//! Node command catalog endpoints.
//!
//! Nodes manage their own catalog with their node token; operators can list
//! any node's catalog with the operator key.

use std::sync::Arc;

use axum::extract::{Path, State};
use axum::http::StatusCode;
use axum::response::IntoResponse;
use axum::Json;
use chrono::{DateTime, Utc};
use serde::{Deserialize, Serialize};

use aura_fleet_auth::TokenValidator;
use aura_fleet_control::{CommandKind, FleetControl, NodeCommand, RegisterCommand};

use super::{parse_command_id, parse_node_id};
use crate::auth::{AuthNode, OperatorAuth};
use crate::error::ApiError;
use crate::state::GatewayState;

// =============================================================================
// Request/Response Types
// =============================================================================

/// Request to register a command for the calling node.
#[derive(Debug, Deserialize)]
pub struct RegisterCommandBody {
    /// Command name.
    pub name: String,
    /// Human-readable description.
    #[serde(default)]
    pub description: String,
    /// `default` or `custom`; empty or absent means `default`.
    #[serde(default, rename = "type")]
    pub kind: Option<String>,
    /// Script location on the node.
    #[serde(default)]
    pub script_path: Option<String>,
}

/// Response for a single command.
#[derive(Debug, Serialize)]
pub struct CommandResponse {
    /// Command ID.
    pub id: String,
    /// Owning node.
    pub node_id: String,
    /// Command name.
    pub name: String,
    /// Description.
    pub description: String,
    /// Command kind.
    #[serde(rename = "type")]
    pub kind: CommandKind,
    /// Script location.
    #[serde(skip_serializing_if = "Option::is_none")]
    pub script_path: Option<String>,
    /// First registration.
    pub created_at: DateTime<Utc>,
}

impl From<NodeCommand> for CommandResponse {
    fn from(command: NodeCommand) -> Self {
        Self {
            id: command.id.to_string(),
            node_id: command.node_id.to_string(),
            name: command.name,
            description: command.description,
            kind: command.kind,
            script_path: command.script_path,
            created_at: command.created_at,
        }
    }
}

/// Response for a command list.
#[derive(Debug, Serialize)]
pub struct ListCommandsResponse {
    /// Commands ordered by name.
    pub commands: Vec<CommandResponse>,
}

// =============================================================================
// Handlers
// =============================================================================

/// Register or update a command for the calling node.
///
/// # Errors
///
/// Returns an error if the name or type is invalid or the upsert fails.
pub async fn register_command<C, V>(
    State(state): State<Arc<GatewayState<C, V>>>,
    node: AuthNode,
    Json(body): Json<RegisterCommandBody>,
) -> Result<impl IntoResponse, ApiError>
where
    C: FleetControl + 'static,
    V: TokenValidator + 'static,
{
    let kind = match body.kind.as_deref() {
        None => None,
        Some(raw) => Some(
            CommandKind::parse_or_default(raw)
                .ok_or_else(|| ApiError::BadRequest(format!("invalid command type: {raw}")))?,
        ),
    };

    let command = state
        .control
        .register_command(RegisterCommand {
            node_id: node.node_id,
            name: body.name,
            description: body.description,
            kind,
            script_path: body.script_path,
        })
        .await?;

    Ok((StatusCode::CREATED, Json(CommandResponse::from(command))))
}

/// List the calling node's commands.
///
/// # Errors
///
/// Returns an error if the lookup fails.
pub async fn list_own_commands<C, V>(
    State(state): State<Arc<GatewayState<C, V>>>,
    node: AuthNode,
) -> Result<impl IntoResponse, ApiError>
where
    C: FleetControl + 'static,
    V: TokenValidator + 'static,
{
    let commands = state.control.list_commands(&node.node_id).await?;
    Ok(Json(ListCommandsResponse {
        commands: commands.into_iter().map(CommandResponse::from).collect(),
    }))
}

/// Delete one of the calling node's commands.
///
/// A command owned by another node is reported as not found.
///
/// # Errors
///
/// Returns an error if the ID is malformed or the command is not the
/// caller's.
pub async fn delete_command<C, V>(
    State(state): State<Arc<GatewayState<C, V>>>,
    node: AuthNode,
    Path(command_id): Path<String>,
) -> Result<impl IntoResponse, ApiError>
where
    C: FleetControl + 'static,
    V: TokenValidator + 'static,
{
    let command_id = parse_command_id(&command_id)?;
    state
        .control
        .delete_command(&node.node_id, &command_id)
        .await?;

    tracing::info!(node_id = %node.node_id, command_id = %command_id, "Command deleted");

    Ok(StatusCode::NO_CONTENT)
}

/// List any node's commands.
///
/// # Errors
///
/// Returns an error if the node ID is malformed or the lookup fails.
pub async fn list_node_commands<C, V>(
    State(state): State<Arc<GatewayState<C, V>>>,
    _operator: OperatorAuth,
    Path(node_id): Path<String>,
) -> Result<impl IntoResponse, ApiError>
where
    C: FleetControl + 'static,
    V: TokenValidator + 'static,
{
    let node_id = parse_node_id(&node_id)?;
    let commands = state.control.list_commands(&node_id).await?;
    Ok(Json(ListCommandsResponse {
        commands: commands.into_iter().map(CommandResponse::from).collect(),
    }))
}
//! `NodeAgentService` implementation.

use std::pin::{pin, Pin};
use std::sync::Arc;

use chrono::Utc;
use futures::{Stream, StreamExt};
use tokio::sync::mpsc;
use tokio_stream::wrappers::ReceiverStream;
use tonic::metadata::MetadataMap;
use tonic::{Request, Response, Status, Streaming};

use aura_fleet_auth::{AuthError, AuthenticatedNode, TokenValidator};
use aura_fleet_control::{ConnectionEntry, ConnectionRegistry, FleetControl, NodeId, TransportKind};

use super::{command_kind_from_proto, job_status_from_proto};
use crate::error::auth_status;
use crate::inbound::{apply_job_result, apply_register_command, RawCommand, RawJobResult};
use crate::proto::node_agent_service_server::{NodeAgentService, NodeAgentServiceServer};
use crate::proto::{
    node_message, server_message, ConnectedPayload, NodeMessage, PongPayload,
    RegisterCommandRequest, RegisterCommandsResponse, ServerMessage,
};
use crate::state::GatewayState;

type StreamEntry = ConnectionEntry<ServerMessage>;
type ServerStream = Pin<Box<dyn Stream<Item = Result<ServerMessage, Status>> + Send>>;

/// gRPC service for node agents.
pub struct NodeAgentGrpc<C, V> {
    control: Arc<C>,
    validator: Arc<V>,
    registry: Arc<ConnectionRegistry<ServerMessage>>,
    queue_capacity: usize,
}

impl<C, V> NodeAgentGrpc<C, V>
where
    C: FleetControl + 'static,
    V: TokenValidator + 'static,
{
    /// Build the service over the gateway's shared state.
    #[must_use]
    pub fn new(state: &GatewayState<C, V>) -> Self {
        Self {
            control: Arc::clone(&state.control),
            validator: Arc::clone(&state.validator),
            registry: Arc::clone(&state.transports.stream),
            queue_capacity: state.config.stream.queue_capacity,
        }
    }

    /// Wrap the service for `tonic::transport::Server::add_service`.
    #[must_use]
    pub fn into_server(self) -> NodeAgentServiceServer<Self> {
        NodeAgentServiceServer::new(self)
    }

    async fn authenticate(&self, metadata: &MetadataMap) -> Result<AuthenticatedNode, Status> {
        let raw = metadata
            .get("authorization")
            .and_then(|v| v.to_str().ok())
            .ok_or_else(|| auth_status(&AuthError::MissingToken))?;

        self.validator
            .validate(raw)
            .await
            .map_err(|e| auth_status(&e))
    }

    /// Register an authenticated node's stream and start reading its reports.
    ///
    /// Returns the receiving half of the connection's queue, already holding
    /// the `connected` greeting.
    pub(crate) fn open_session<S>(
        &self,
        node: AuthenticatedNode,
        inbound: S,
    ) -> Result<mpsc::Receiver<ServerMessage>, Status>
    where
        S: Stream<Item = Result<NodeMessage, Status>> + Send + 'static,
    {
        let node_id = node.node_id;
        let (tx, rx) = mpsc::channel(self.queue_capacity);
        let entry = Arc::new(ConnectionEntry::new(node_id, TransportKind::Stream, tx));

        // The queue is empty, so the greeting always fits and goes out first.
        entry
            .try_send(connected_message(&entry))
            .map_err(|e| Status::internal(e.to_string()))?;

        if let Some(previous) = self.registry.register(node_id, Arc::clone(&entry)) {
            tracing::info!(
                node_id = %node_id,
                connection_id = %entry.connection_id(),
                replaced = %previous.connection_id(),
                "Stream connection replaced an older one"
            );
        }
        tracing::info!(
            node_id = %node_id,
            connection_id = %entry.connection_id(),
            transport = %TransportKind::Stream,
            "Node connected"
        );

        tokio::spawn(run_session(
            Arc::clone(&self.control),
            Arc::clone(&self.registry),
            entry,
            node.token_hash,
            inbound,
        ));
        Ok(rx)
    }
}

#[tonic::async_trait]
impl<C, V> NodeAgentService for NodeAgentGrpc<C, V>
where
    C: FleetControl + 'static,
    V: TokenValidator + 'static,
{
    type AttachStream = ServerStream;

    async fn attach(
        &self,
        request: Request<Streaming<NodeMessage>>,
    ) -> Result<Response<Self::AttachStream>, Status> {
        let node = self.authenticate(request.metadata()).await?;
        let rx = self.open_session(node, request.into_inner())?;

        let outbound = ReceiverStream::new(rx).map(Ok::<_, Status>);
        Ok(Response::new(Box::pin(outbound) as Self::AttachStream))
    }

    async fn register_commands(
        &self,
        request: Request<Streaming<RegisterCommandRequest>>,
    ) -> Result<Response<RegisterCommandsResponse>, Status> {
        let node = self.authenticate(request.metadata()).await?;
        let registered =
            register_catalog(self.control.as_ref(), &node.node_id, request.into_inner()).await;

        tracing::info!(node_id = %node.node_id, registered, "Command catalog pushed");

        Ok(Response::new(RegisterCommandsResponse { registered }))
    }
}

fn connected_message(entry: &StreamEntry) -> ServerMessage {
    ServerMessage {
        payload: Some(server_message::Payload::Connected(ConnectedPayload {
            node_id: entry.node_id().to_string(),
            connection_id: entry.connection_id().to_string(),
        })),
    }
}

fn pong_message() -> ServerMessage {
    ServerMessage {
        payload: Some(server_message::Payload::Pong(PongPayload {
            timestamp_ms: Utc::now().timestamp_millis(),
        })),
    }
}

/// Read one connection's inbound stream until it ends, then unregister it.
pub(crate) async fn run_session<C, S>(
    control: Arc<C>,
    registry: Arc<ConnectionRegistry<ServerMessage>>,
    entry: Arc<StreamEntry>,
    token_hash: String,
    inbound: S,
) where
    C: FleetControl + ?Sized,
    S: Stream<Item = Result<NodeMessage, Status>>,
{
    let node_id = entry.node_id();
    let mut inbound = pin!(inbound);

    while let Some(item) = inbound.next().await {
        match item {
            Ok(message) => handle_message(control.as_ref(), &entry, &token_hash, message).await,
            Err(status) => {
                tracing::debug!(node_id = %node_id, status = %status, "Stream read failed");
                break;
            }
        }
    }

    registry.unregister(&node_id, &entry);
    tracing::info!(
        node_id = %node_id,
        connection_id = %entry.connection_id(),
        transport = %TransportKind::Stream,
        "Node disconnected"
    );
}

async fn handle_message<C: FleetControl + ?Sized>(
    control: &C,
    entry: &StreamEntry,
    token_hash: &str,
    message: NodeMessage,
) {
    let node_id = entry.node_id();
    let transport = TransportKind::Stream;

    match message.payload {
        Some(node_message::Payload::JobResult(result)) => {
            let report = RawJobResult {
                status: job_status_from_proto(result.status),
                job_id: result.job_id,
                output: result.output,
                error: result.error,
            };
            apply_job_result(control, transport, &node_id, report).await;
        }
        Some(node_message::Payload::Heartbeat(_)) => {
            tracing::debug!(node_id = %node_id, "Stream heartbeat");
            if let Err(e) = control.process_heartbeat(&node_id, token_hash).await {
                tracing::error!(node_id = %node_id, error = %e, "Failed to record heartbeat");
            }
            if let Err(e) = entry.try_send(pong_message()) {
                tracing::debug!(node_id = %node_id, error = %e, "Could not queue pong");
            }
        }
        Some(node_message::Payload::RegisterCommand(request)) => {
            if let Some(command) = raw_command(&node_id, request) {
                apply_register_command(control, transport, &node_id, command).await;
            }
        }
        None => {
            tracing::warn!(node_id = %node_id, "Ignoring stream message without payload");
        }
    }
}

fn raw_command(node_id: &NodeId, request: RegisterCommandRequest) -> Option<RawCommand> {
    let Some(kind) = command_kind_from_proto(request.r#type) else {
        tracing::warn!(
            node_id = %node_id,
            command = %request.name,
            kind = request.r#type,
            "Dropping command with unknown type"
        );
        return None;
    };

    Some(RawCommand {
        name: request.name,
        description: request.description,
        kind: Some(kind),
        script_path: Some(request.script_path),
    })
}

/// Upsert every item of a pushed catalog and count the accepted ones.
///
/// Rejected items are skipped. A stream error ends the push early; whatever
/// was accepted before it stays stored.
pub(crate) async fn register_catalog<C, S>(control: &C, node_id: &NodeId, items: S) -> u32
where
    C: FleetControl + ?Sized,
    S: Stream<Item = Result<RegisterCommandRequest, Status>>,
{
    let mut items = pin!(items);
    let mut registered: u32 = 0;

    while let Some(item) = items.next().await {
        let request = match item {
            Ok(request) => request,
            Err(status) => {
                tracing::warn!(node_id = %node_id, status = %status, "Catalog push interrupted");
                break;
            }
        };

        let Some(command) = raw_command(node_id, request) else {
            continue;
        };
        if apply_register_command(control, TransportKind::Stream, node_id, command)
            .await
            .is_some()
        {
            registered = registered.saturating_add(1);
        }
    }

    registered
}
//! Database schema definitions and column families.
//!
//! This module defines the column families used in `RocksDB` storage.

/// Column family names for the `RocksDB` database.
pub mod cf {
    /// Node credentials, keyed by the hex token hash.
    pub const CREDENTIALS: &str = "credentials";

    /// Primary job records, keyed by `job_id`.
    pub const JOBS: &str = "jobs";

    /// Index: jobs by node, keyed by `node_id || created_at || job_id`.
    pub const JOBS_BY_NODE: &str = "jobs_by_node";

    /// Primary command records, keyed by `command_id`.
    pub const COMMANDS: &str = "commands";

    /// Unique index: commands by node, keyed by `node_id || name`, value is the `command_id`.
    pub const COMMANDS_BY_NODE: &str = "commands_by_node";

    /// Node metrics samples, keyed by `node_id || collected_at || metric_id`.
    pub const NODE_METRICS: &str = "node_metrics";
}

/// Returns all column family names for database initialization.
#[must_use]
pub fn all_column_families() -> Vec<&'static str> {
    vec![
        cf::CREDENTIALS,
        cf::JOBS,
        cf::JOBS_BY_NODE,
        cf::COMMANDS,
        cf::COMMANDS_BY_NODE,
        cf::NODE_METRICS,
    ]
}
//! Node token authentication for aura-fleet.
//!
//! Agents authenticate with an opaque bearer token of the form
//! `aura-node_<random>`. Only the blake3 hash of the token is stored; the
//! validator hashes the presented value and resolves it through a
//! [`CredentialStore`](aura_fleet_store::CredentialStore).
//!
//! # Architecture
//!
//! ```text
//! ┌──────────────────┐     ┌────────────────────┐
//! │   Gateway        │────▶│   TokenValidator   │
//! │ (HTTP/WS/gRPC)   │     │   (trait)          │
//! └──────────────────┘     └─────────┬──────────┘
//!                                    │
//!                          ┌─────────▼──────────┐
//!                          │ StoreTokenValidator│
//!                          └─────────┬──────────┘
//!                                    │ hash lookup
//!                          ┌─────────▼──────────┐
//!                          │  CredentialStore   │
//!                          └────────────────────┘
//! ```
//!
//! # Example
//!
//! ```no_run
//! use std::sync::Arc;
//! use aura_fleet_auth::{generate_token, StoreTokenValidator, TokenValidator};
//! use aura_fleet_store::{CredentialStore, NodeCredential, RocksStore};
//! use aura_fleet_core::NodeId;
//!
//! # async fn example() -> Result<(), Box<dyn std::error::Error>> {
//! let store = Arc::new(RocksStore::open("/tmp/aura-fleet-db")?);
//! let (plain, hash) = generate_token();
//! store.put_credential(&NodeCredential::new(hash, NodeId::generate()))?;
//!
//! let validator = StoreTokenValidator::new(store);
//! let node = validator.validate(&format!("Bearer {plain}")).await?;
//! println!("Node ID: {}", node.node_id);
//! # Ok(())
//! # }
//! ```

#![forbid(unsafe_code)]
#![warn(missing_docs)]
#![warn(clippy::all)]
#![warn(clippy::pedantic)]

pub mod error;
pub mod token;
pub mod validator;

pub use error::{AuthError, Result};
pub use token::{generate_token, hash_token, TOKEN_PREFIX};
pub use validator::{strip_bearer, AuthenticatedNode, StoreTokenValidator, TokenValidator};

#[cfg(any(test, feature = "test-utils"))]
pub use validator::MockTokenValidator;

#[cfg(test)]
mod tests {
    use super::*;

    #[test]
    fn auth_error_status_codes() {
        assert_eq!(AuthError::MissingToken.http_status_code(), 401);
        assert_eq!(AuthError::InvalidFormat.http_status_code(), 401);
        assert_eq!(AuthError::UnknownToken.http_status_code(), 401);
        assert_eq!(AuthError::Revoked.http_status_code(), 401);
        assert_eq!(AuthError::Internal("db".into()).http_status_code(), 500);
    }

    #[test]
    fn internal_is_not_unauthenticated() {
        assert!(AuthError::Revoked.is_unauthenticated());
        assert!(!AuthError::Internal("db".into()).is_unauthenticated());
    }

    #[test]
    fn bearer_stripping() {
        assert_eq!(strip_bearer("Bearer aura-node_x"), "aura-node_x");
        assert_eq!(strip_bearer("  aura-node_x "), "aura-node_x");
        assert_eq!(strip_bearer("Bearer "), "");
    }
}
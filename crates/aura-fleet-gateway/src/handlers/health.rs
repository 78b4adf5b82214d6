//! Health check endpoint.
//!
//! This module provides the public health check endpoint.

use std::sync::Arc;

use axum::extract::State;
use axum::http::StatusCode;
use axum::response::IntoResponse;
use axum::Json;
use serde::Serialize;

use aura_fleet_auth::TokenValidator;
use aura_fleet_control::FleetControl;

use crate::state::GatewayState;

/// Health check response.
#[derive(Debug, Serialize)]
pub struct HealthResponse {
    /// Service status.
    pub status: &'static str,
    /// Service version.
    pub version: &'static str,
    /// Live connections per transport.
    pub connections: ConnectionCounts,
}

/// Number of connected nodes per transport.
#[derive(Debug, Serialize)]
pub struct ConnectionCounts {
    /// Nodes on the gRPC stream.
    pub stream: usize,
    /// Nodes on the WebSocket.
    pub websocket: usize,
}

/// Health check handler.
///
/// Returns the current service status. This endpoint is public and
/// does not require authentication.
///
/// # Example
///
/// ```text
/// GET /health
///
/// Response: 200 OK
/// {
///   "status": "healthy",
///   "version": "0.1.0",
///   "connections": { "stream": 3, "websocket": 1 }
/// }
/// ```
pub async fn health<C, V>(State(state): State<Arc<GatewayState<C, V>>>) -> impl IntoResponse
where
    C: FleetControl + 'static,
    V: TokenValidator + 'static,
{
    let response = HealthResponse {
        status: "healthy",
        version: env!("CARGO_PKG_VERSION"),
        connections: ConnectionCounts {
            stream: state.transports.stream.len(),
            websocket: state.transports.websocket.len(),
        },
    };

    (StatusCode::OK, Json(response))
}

□ □ □ □ □

What lines in the records above include the string "NodeCredential"? Copy each one.

//! use aura_fleet_store::{CredentialStore, NodeCredential, RocksStore};
//! store.put_credential(&NodeCredential::new(hash, NodeId::generate()))?;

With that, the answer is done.